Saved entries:

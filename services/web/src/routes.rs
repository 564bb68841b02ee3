use crate::infra::{AppState, SiteState};
use crate::pages::{self, CalculatorState, UNSEARCHABLE_REGION};
use axum::extract::{Path, Query, RawQuery, State};
use axum::http::{header, StatusCode};
use axum::response::{IntoResponse, Redirect, Response};
use axum::routing::{get, post};
use axum::{Extension, Json, Router};
use cheongyak::api::FetchError;
use cheongyak::error::AppError;
use cheongyak::listings::catalog::{is_known_region, suggest_regions};
use cheongyak::listings::{decode, encode_submission, FilterSelection};
use cheongyak::money::format_manwon;
use cheongyak::rent::{ContractBand, DepositSlider, RentQuote};
use chrono::Local;
use serde::{Deserialize, Serialize};
use serde_json::json;
use tracing::warn;

#[derive(Debug, Deserialize)]
pub(crate) struct SearchParams {
    #[serde(default)]
    pub(crate) q: Option<String>,
}

#[derive(Debug, Deserialize)]
pub(crate) struct DetailParams {
    #[serde(default)]
    pub(crate) group: Option<String>,
    #[serde(default)]
    pub(crate) slider: Option<String>,
}

#[derive(Debug, Deserialize)]
pub(crate) struct RentQuoteRequest {
    pub(crate) band: ContractBand,
    #[serde(default)]
    pub(crate) deposit: Option<f64>,
}

#[derive(Debug, Serialize)]
pub(crate) struct RentQuoteResponse {
    pub(crate) quote: RentQuote,
    pub(crate) slider: DepositSlider,
    pub(crate) deposit_label: String,
    pub(crate) rent_label: String,
}

pub(crate) fn site_routes(state: SiteState) -> Router {
    Router::new()
        .route("/", get(home))
        .route("/search", get(region_search))
        .route("/listings", get(listings))
        .route("/listings/search", get(submit_filters))
        .route("/listings/:unit_id", get(unit_detail))
        .route("/api/v1/regions/suggest", get(region_suggestions))
        .route("/api/v1/rent/quote", post(rent_quote_endpoint))
        .with_state(state)
        .route("/health", get(healthcheck))
        .route("/ready", get(readiness_endpoint))
        .route("/metrics", get(metrics_endpoint))
}

pub(crate) async fn home() -> impl IntoResponse {
    pages::home_page("", None)
}

/// Known regions jump straight to their listings; anything else re-renders
/// the home page with a notice.
pub(crate) async fn region_search(Query(params): Query<SearchParams>) -> Response {
    let query = params.q.unwrap_or_default();
    let region = query.trim();

    if !is_known_region(region) {
        return pages::home_page(&query, Some(UNSEARCHABLE_REGION)).into_response();
    }

    let mut selection = FilterSelection::default();
    selection.toggle_region(region);
    Redirect::to(&format!("/listings?{}", encode_submission(&selection))).into_response()
}

pub(crate) async fn listings(
    State(state): State<SiteState>,
    RawQuery(query): RawQuery,
) -> Response {
    let selection = decode(query.as_deref().unwrap_or_default());

    match state.units.fetch_units(&selection, state.page_size).await {
        Ok(page) => pages::listings_page(
            &selection,
            &page,
            state.page_size,
            Local::now().date_naive(),
        )
        .into_response(),
        Err(err) => failure_response(err),
    }
}

/// Target of the filter form: canonicalises whatever was submitted and starts
/// over on page 1.
pub(crate) async fn submit_filters(RawQuery(query): RawQuery) -> Redirect {
    let selection = decode(query.as_deref().unwrap_or_default());
    Redirect::to(&format!("/listings?{}", encode_submission(&selection)))
}

pub(crate) async fn unit_detail(
    State(state): State<SiteState>,
    Path(unit_id): Path<u64>,
    Query(params): Query<DetailParams>,
) -> Response {
    let calculator = CalculatorState {
        group: params.group.filter(|group| !group.is_empty()),
        slider: params
            .slider
            .and_then(|raw| raw.trim().parse::<i64>().ok()),
    };

    match state.units.fetch_unit(unit_id).await {
        Ok(detail) => pages::detail_page(
            unit_id,
            &detail,
            &calculator,
            &state.site.share_url(unit_id),
            Local::now().date_naive(),
        )
        .into_response(),
        Err(err) => failure_response(err),
    }
}

fn failure_response(err: FetchError) -> Response {
    let err = AppError::from(err);
    let status = err.status_code();
    warn!(error = %err, %status, "rendering failure page");
    (status, pages::failure_page(status)).into_response()
}

pub(crate) async fn region_suggestions(
    Query(params): Query<SearchParams>,
) -> Json<serde_json::Value> {
    let query = params.q.unwrap_or_default();
    let regions = suggest_regions(&query);
    Json(json!({ "query": query, "regions": regions }))
}

pub(crate) async fn rent_quote_endpoint(
    Json(payload): Json<RentQuoteRequest>,
) -> Json<RentQuoteResponse> {
    let RentQuoteRequest { band, deposit } = payload;

    let slider = band.slider();
    let deposit = deposit.unwrap_or_else(|| slider.deposit_at(slider.initial()));
    let quote = band.quote(deposit);

    Json(RentQuoteResponse {
        deposit_label: format_manwon(quote.deposit()),
        rent_label: format_manwon(quote.rent()),
        quote,
        slider,
    })
}

pub(crate) async fn healthcheck() -> Json<serde_json::Value> {
    Json(json!({ "status": "ok" }))
}

pub(crate) async fn readiness_endpoint(Extension(state): Extension<AppState>) -> impl IntoResponse {
    let ready = state.readiness.load(std::sync::atomic::Ordering::Relaxed);
    let status = if ready {
        StatusCode::OK
    } else {
        StatusCode::SERVICE_UNAVAILABLE
    };

    let payload = if ready {
        json!({ "status": "ready" })
    } else {
        json!({ "status": "initializing" })
    };

    (status, Json(payload))
}

pub(crate) async fn metrics_endpoint(Extension(state): Extension<AppState>) -> impl IntoResponse {
    (
        StatusCode::OK,
        [(header::CONTENT_TYPE, "text/plain; version=0.0.4")],
        state.metrics.render(),
    )
}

* [PROBLEM REQUIREMENTS]: Within the entries above, count the lines that include "FilterSelection". The answer is that number alone.

* [SOLUTION TO THIS PROBLEM]: 2